Under the foregoing authorities, evidence of the Dickson burglary was inadmissible. That the error was prejudicial is demonstrated by the fact that the prosecutor, in his final argument to the jury, said: “I’ll call your attention to the apartment down the street, he got 20 bucks out of there too, but, when he dragged those muddy footprints up those stairs and saw that some young lady in Apartment J had a big man with her, then he went down a half a block away and got into Kay Ogborn’s apartment and she did not have a man there. His intention was to rape.”
In my opinion defendant’s fourth point is meritorious and the judgment should be reversed and the cause remanded for new trial.

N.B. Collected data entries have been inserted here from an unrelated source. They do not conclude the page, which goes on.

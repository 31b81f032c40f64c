/// Replaces every line break with a space and trims the result.
pub fn remove_new_lines(body: &str) -> String {
    body.replace(['\n', '\r'], " ").trim().to_string()
}
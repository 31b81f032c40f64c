pub mod error;
pub mod event;
pub mod processor;
pub mod summary;
#[cfg(test)]
pub(crate) mod testing;

pub use event::{Acknowledgement, StorageEvent};
pub use processor::SpamPipeline;
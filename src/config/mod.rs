pub mod env;
mod loader;

pub use env::{AppConfig, DeliveryConfig, InferenceConfig, SmtpSecurity};
pub use loader::load_config;
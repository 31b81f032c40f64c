use chrono::{DateTime, FixedOffset};

/// A stored email after header and body extraction. Built once per invocation.
#[derive(Debug, Clone)]
pub struct RawMessage {
    pub raw: Vec<u8>,
    pub sender: String,
    pub subject: Option<String>,
    /// `Date` header exactly as received; this is what the reply quotes back.
    pub date: Option<String>,
    pub received_at: Option<DateTime<FixedOffset>>,
    pub body: String,
}

impl RawMessage {
    pub fn date_display(&self) -> &str {
        self.date.as_deref().unwrap_or("unknown")
    }

    pub fn subject_display(&self) -> &str {
        self.subject.as_deref().unwrap_or_default()
    }
}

. These two prints are respectively referred to as “the full imprint” and “the TRAX imprint” in the principal opinion.

. This reference to Dr. Briner’s testimony is based on the most favorable view of the evidence from the standpoint of the state. State's Exhibit 10 consisted of “three small wedge-shaped pieces of mud” found in the Dickson apartment. Dr. Briner compared Exhibit 10 with defendant’s shoe. This testimony ensued:
“PROSECUTOR: Dr. Briner, after making your comparisons and analysis were you able to arrive at an opinion as to the origin of the pieces of mud?

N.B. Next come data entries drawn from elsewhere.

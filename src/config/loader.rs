use std::env;

use url::Url;

use super::env::{
    AppConfig, ConfigError, DeliveryConfig, DirectoryConfig, InferenceConfig, LoggingConfig,
    SmtpSecurity, StoreConfig,
};

pub const DEFAULT_VOCABULARY_LENGTH: usize = 9013;

pub fn load_config() -> Result<AppConfig, ConfigError> {
    AppConfig::from_env()
}

impl AppConfig {
    fn from_env() -> Result<Self, ConfigError> {
        Self::from_lookup(|key| env::var(key).ok())
    }

    pub fn from_lookup<F>(lookup: F) -> Result<Self, ConfigError>
    where
        F: Fn(&str) -> Option<String>,
    {
        let var = |key: &str| lookup(key).filter(|v| !v.trim().is_empty());

        let endpoint_raw =
            var("INFERENCE_ENDPOINT").ok_or(ConfigError::Missing("INFERENCE_ENDPOINT"))?;
        let endpoint = parse_endpoint(&endpoint_raw)?;

        let inference = InferenceConfig {
            endpoint,
            api_key: var("INFERENCE_API_KEY"),
        };

        let vocabulary_length = match var("VOCABULARY_LENGTH") {
            Some(raw) => parse_vocabulary_length(&raw)?,
            None => DEFAULT_VOCABULARY_LENGTH,
        };

        let store = StoreConfig {
            root_dir: var("MESSAGE_STORE_DIR").unwrap_or_else(|| "data/messages".to_string()),
        };

        let smtp_port = match var("SMTP_PORT") {
            Some(raw) => raw.trim().parse::<u16>().map_err(|err| ConfigError::Invalid {
                key: "SMTP_PORT",
                reason: err.to_string(),
            })?,
            None => 587,
        };
        let smtp_security = match var("SMTP_SECURITY") {
            Some(raw) => parse_smtp_security(&raw)?,
            None => SmtpSecurity::default_for_port(smtp_port),
        };
        let from_address =
            var("NOTIFY_FROM_ADDRESS").unwrap_or_else(|| "spam-classifier@localhost".to_string());
        let delivery = DeliveryConfig {
            smtp_host: var("SMTP_HOST").unwrap_or_else(|| "localhost".to_string()),
            smtp_port,
            smtp_security,
            smtp_username: var("SMTP_USERNAME"),
            smtp_password: var("SMTP_PASSWORD"),
            operator_address: var("OPERATOR_ADDRESS").unwrap_or_else(|| from_address.clone()),
            from_address,
            subject: var("NOTIFY_SUBJECT").unwrap_or_else(|| "About your email".to_string()),
        };

        let directories = DirectoryConfig {
            logs_dir: var("LOGS_DIR").unwrap_or_else(|| "logs".to_string()),
        };

        let logging = LoggingConfig {
            level: var("LOG_LEVEL").unwrap_or_else(|| "info".to_string()),
        };

        Ok(Self {
            inference,
            vocabulary_length,
            store,
            delivery,
            directories,
            logging,
        })
    }
}

fn parse_endpoint(raw: &str) -> Result<Url, ConfigError> {
    let url = Url::parse(raw.trim()).map_err(|err| ConfigError::Invalid {
        key: "INFERENCE_ENDPOINT",
        reason: err.to_string(),
    })?;
    if !matches!(url.scheme(), "http" | "https") {
        return Err(ConfigError::Invalid {
            key: "INFERENCE_ENDPOINT",
            reason: format!("unsupported scheme `{}`", url.scheme()),
        });
    }
    Ok(url)
}

fn parse_smtp_security(raw: &str) -> Result<SmtpSecurity, ConfigError> {
    match raw.trim().to_ascii_lowercase().as_str() {
        "starttls" => Ok(SmtpSecurity::StartTls),
        "tls" | "ssl" => Ok(SmtpSecurity::Tls),
        "none" | "plain" => Ok(SmtpSecurity::Plain),
        other => Err(ConfigError::Invalid {
            key: "SMTP_SECURITY",
            reason: format!("expected starttls, tls or none, got `{other}`"),
        }),
    }
}

fn parse_vocabulary_length(raw: &str) -> Result<usize, ConfigError> {
    let value = raw
        .trim()
        .parse::<usize>()
        .map_err(|err| ConfigError::Invalid {
            key: "VOCABULARY_LENGTH",
            reason: err.to_string(),
        })?;
    if value < 2 {
        return Err(ConfigError::Invalid {
            key: "VOCABULARY_LENGTH",
            reason: format!("must be at least 2, got {value}"),
        });
    }
    Ok(value)
}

“DR. BRINER: If we refer, want to refer to each one of them separately, No. 10, the wedge-shaped pieces of mud, we were able to match in varying relatively unique class characteristics but not individual characteristics, to areas on the shoe, which the pieces of wedge fit into the shoe, as well as there are some, a couple, in places where there are protrusions on the side of the shoe which would then cause an indention in the piece of mud, and we felt, even though they, that was, was quite unusual, we did not, we were not able to ascribe class characteristics to it because we only had one point of comparison.”